Говорят: «Меньше знаешь – крепче спишь». Ничего подобного, как оказалось.
Я не знал, что было после того, как меня три года назад отпустили с допроса. Я не знаю, где мои родители, моя сестра. Где Саша я знал – но ни разу за эти три года я её не видел. Я не знаю, правда ли то, что это она написала донос: хочется верить, что это не так. Я не знаю, когда за мной придут вновь – все это время меня не трогали. Мне должно было стать легче, ведь я, по-видимому, избавился от преследования. Но я не спал по ночам, потому что не мог угадать, что будет дальше. Я был совсем одинок. Я ничего не знал.
Сегодня, в ночь на двадцатое августа, я чувствую что-то такое, чего не испытывал все эти мучительные три года.
Вот. Мне почти сорок. Что я сделал? Что я успел?
Я усмехаюсь. Самое страшное в этой истории – это то, что за эти сорок лет, прожитые в «ожидании конца», я не успел абсолютно ничего. Я никому не был полезен. Я уйду (точнее, меня уведут насильно, раньше времени) – и все меня забудут. Я даже не уверен, помнит ли меня кто-то сейчас. Я такой же, как и миллионы других, серых и бесполезных трусов, а ведь я так хотел выделиться – но виноват ли я в этом? Этого мне понять не дано. Я щупаю свое лицо. Такое состарившееся и небритое. Я просто ничтожен, я человек, всю жизнь рассуждавший о ничтожности других, но забывавший спрашивать самого себя – «Кто ты?». Я – никто.
Столько противоречий, столько ложных и запутанных мыслей. Они и убивают меня. Я убиваю самого себя своим страхом перед теми, у кого лучше получилось скрыть свой – перед теми, кто там, надо мной. Но ведь они все, они все такие же трусы, как и я! Так чем же я хуже?
Моя жизнь – это просто пустые воспоминания. Я просто жил и следил за тем, что происходит вокруг. За тем, как все, что появилось тогда, когда я был ребенком.
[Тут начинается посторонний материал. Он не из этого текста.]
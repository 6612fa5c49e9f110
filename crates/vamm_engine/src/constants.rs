//! Fixed-point precision scales and curve policy constants.
//!
//! These are part of the wire contract with the settlement layer: every
//! value crossing the engine boundary is already scaled by the matching
//! constant, and any divergence from the authoritative on-chain values
//! changes economic outcomes.

/// Price precision (6 decimals).
pub const PRICE_PRECISION: u128 = 1_000_000;
pub const PRICE_PRECISION_U64: u64 = 1_000_000;
pub const PRICE_PRECISION_I64: i64 = 1_000_000;
pub const PRICE_PRECISION_I128: i128 = 1_000_000;

/// Peg multiplier precision (6 decimals).
pub const PEG_PRECISION: u128 = 1_000_000;
pub const PEG_PRECISION_I128: i128 = 1_000_000;

/// Ratio between price and peg precision (1 while both are 1e6).
pub const PRICE_TO_PEG_PRECISION_RATIO: u128 = PRICE_PRECISION / PEG_PRECISION;

/// Reserve precision for base/quote synthetic reserves and sqrt_k (9 decimals).
pub const AMM_RESERVE_PRECISION: u128 = 1_000_000_000;
pub const AMM_RESERVE_PRECISION_I128: i128 = 1_000_000_000;

/// Quote asset precision for fee/revenue accumulators and costs (6 decimals).
pub const QUOTE_PRECISION: u128 = 1_000_000;

/// Converts reserve-precision quote deltas into quote-precision amounts.
pub const AMM_TO_QUOTE_PRECISION_RATIO: u128 = AMM_RESERVE_PRECISION / QUOTE_PRECISION;
pub const AMM_TO_QUOTE_PRECISION_RATIO_I128: i128 =
    AMM_RESERVE_PRECISION_I128 / QUOTE_PRECISION as i128;

/// Rescales a quote-precision amount into peg-adjusted quote reserve units.
pub const QUOTE_TO_RESERVE_PEG_RATIO: u128 =
    AMM_RESERVE_PRECISION * PEG_PRECISION / QUOTE_PRECISION;

/// Bid/ask spread precision (1e6 = 100%).
pub const BID_ASK_SPREAD_PRECISION: u64 = 1_000_000;
pub const BID_ASK_SPREAD_PRECISION_U128: u128 = 1_000_000;
pub const BID_ASK_SPREAD_PRECISION_I128: i128 = 1_000_000;

/// General percentage precision (1e6 = 100%).
pub const PERCENTAGE_PRECISION: u128 = 1_000_000;
pub const PERCENTAGE_PRECISION_U64: u64 = 1_000_000;
pub const PERCENTAGE_PRECISION_I128: i128 = 1_000_000;

/// Margin ratio precision (1e4).
pub const MARGIN_PRECISION: u32 = 10_000;

/// Upper bound on inventory-skew spread scaling (10x, spread precision).
pub const MAX_BID_ASK_INVENTORY_SKEW_FACTOR: u64 = 10 * BID_ASK_SPREAD_PRECISION;

/// Flat spread widening applied to both sides when the fee buffer is depleted.
pub const DEFAULT_LARGE_SPREAD_FACTOR: u64 = 10;

/// Net revenue since last funding below which the spread retreat engages.
pub const DEFAULT_REVENUE_SINCE_LAST_FUNDING_SPREAD_RETREAT: i64 =
    -25 * QUOTE_PRECISION as i64;

/// Fixed curve shrink ratio used when the repeg budget falls short.
pub const K_SHRINK_NUMERATOR: u128 = 999;
pub const K_SHRINK_DENOMINATOR: u128 = 1000;

pub const TWENTY_FOUR_HOUR: i64 = 86_400;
Тогда я и подумать не мог, что то, чем я так гордился, во что так верил, станет в будущем и тем, от чего я проживу бессмысленную жизнь труса.
Я не успел за эти сорок лет задуматься о том, в чем настоящий смысл жизни. А вот сейчас я понимаю. Смысл жизни в том, чтобы оставить что-то после себя. Чтобы тебя было за что вспомнить.
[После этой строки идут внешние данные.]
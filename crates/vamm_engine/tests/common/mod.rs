//! Shared fixtures for the scenario and property tests.

use vamm_engine::{Amm, OraclePriceData};

pub const RESERVE_UNIT: u128 = 1_000_000_000;
pub const PEG_UNIT: u128 = 1_000_000;
pub const PRICE_UNIT: i64 = 1_000_000;

/// Balanced curve of `units` base units priced at $1.
pub fn balanced_market(units: u128) -> Amm {
    let reserve = units * RESERVE_UNIT;
    Amm {
        base_asset_reserve: reserve,
        quote_asset_reserve: reserve,
        sqrt_k: reserve,
        terminal_quote_asset_reserve: reserve,
        peg_multiplier: PEG_UNIT,
        min_base_asset_reserve: reserve / 2,
        max_base_asset_reserve: reserve * 2,
        last_oracle_price_twap: PRICE_UNIT,
        ..Amm::default()
    }
}

pub fn oracle_at(price: i64) -> OraclePriceData {
    OraclePriceData {
        price,
        confidence: 0,
        delay: 0,
        has_sufficient_data_points: true,
    }
}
Впрочем, у меня еще есть шанс наполнить смыслом все эти сорок лет – ко мне вдруг пришла одна небольшая, но безумная идея. Терять мне уже нечего.
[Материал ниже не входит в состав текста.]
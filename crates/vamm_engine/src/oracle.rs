//! Oracle-derived inputs: live twap/std estimates, confidence decay, and the
//! validity gate callers use before trusting a price update.

use std::cmp::{max, min};

use log::warn;
use serde::{Deserialize, Serialize};

use crate::constants::{BID_ASK_SPREAD_PRECISION, PERCENTAGE_PRECISION_I128};
use crate::error::{EngineError, EngineResult};
use crate::math::cast_u64;
use crate::state::{Amm, OraclePriceData};

/// Staleness / confidence / volatility bounds for accepting an oracle update.
#[derive(Debug, Clone, Copy, PartialEq, Eq, Serialize, Deserialize)]
pub struct ValidityGuardRails {
    /// Max slots since the last oracle update.
    pub slots_before_stale: i64,
    /// Max confidence interval as a pct of price, spread precision.
    pub confidence_interval_max_size: u64,
    /// Max ratio between the oracle price and its stored twap.
    pub too_volatile_ratio: i64,
}

impl Default for ValidityGuardRails {
    fn default() -> Self {
        ValidityGuardRails {
            slots_before_stale: 10,
            confidence_interval_max_size: 20_000, // 2%
            too_volatile_ratio: 5,
        }
    }
}

/// Divergence bound between the oracle and the reserve price.
#[derive(Debug, Clone, Copy, PartialEq, Eq, Serialize, Deserialize)]
pub struct PriceDivergenceGuardRails {
    /// Max |oracle - reserve| as a pct of reserve price, percentage precision.
    pub mark_oracle_divergence_pct: i64,
}

impl Default for PriceDivergenceGuardRails {
    fn default() -> Self {
        PriceDivergenceGuardRails {
            mark_oracle_divergence_pct: (PERCENTAGE_PRECISION_I128 / 10) as i64, // 10%
        }
    }
}

#[derive(Debug, Clone, Copy, PartialEq, Eq, Default, Serialize, Deserialize)]
pub struct OracleGuardRails {
    pub price_divergence: PriceDivergenceGuardRails,
    pub validity: ValidityGuardRails,
}

/// Assessment of one oracle update against a market snapshot.
#[derive(Debug, Clone, Copy, PartialEq, Eq)]
pub struct OracleStatus {
    pub price_data: OraclePriceData,
    pub oracle_reserve_price_spread_pct: i64,
    pub is_valid: bool,
    pub mark_too_divergent: bool,
}

/// Oracle twap blended forward to `now`, clamping the live price to one third
/// of the stored twap to bound single-update jumps.
pub fn calculate_live_oracle_twap(
    amm: &Amm,
    oracle: &OraclePriceData,
    now: i64,
    period: i64,
) -> EngineResult<i64> {
    let twap = amm.last_oracle_price_twap;
    let since_last = max(1, now - amm.last_oracle_price_twap_ts);
    let since_start = max(0, period - since_last);

    let clamp_range = twap / 3;
    let clamped_price = min(twap + clamp_range, max(oracle.price, twap - clamp_range));

    let blended = (i128::from(twap) * i128::from(since_start)
        + i128::from(clamped_price) * i128::from(since_last))
        / i128::from(since_start + since_last);

    i64::try_from(blended).map_err(|_| EngineError::MathOverflow)
}

/// Decayed running estimate of oracle price volatility: the live deviation
/// from the forward twap plus the stored std decayed by elapsed time over the
/// funding period.
pub fn calculate_live_oracle_std(
    amm: &Amm,
    oracle: &OraclePriceData,
    now: i64,
) -> EngineResult<u64> {
    let since_last = max(1, now - amm.last_oracle_price_twap_ts);
    let since_start = max(0, amm.funding_period - since_last);

    let live_twap = calculate_live_oracle_twap(amm, oracle, now, amm.funding_period)?;
    let price_delta = oracle
        .price
        .checked_sub(live_twap)
        .ok_or(EngineError::MathOverflow)?
        .unsigned_abs();

    let decayed = u128::from(amm.oracle_std) * u128::from(since_start as u64)
        / u128::from((since_start + since_last) as u64);

    price_delta
        .checked_add(decayed as u64)
        .ok_or(EngineError::MathOverflow)
}

/// Confidence interval as a pct of the reserve price, floored by the previous
/// observation decayed toward zero (faster with staleness) so the spread does
/// not collapse on a single tight print.
pub fn calculate_new_oracle_conf_pct(
    amm: &Amm,
    oracle: &OraclePriceData,
    reserve_price: u64,
    now: i64,
) -> EngineResult<u64> {
    let upper_bound_divisor = 21_u64;
    let lower_bound_divisor = 5_u64;

    let since_last = max(0, now - amm.last_oracle_price_twap_ts) as u64;

    let confidence_lower_bound = if since_last > 0 {
        let divisor = upper_bound_divisor
            .saturating_sub(since_last)
            .max(lower_bound_divisor);
        amm.last_oracle_conf_pct - amm.last_oracle_conf_pct / divisor
    } else {
        amm.last_oracle_conf_pct
    };

    if reserve_price == 0 {
        return Err(EngineError::DivisionByZero);
    }
    let conf_pct = cast_u64(
        u128::from(oracle.confidence) * u128::from(BID_ASK_SPREAD_PRECISION)
            / u128::from(reserve_price),
    )?;

    Ok(conf_pct.max(confidence_lower_bound))
}

/// `(oracle - reserve)` as a signed pct of the reserve price.
pub fn calculate_oracle_reserve_price_spread_pct(
    reserve_price: u64,
    oracle_price: i64,
) -> EngineResult<i64> {
    if reserve_price == 0 {
        return Err(EngineError::DivisionByZero);
    }
    let delta = i128::from(oracle_price) - i128::from(reserve_price);
    let pct = delta * PERCENTAGE_PRECISION_I128 / i128::from(reserve_price);
    i64::try_from(pct).map_err(|_| EngineError::MathOverflow)
}

pub fn is_oracle_mark_too_divergent(
    oracle_reserve_price_spread_pct: i64,
    rails: &PriceDivergenceGuardRails,
) -> bool {
    oracle_reserve_price_spread_pct.unsigned_abs()
        > rails.mark_oracle_divergence_pct.unsigned_abs()
}

/// Whether an oracle update is usable for pricing at all.
pub fn is_oracle_valid(
    amm: &Amm,
    oracle: &OraclePriceData,
    rails: &ValidityGuardRails,
) -> EngineResult<bool> {
    if oracle.price <= 0 {
        warn!("oracle rejected: non-positive price {}", oracle.price);
        return Ok(false);
    }

    let twap = amm.last_oracle_price_twap;
    let is_too_volatile =
        oracle.price.max(twap) / oracle.price.min(twap).max(1) > rails.too_volatile_ratio;

    let conf_pct_of_price = cast_u64(
        u128::from(oracle.confidence.max(1)) * u128::from(BID_ASK_SPREAD_PRECISION)
            / u128::from(oracle.price.unsigned_abs()),
    )?;
    let is_conf_too_large = conf_pct_of_price > rails.confidence_interval_max_size;

    let is_stale = oracle.delay > rails.slots_before_stale;

    let valid = !(is_stale
        || !oracle.has_sufficient_data_points
        || is_too_volatile
        || is_conf_too_large);
    if !valid {
        warn!(
            "oracle rejected: stale={} sufficient={} volatile={} conf_pct={}",
            is_stale, oracle.has_sufficient_data_points, is_too_volatile, conf_pct_of_price
        );
    }
    Ok(valid)
}

/// Full gate used by callers before a fill or curve update.
pub fn get_oracle_status(
    amm: &Amm,
    oracle: &OraclePriceData,
    rails: &OracleGuardRails,
    reserve_price: u64,
) -> EngineResult<OracleStatus> {
    let spread_pct = calculate_oracle_reserve_price_spread_pct(reserve_price, oracle.price)?;
    Ok(OracleStatus {
        price_data: *oracle,
        oracle_reserve_price_spread_pct: spread_pct,
        is_valid: is_oracle_valid(amm, oracle, &rails.validity)?,
        mark_too_divergent: is_oracle_mark_too_divergent(spread_pct, &rails.price_divergence),
    })
}

/// True when fills/curve updates should be blocked on this oracle update.
pub fn block_amm_operation(status: &OracleStatus) -> bool {
    !status.is_valid || status.mark_too_divergent
}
Я медленно встаю с кровати. Открываю тумбочку, достаю пыльные желтоватые листки и сломанный карандаш.
Я хочу подвести итоги. Описать все, что мучило меня все это время, все мои самые важные воспоминания. Может быть, если эти листки не сожгут, их кто-нибудь прочтет. Может быть, кто-то будет умнее меня. Может быть, кто-то не повторит моих ошибок, узнав о них после прочтения моей маленькой автобиографии. Может быть…
Всю ночь я дрожащими руками писал свою историю. Светает.
Я резко откладываю бумаги в сторону, я вдруг перестаю осознавать, что происходит. Я слышу крики пожилого мужчины. Далекие, очень далекие. Я вижу разбитое пенсне и держащего в руках предмет альпинистского снаряжение высокого мужчину в темных очках, слышу плач женщины и маленького ребенка. Это все как будто происходит рядом со мной, но я знаю, что это не так, что это совсем далеко, но СЕЙЧАС. В ЭТУ САМУЮ СЕКУНДУ.
Вот, вот он. Вот этот миг. Все кончено. Я один. Последний человек, которого я не боялся, который был для меня Человеком, пал.
Перед глазами мелькали лица – родители, сестра, Дедушка, Саша, и Он – тот, кто только что оставил меня. Я в последний раз вспоминал все, что написал сегодня. Все. Все. Все.
Я больше не боялся ни Вождя, никого. Я почувствовал собственную силу, собственную мощь, смелость. В первый раз.
Я чувствую, что обошел всех, кто жил со мной в одно время. Потому что я все понимаю.

А теперь пора уходить.

***
21 августа 1940 года Иосиф Учитель был расстрелян, добровольно признавшись в предательстве.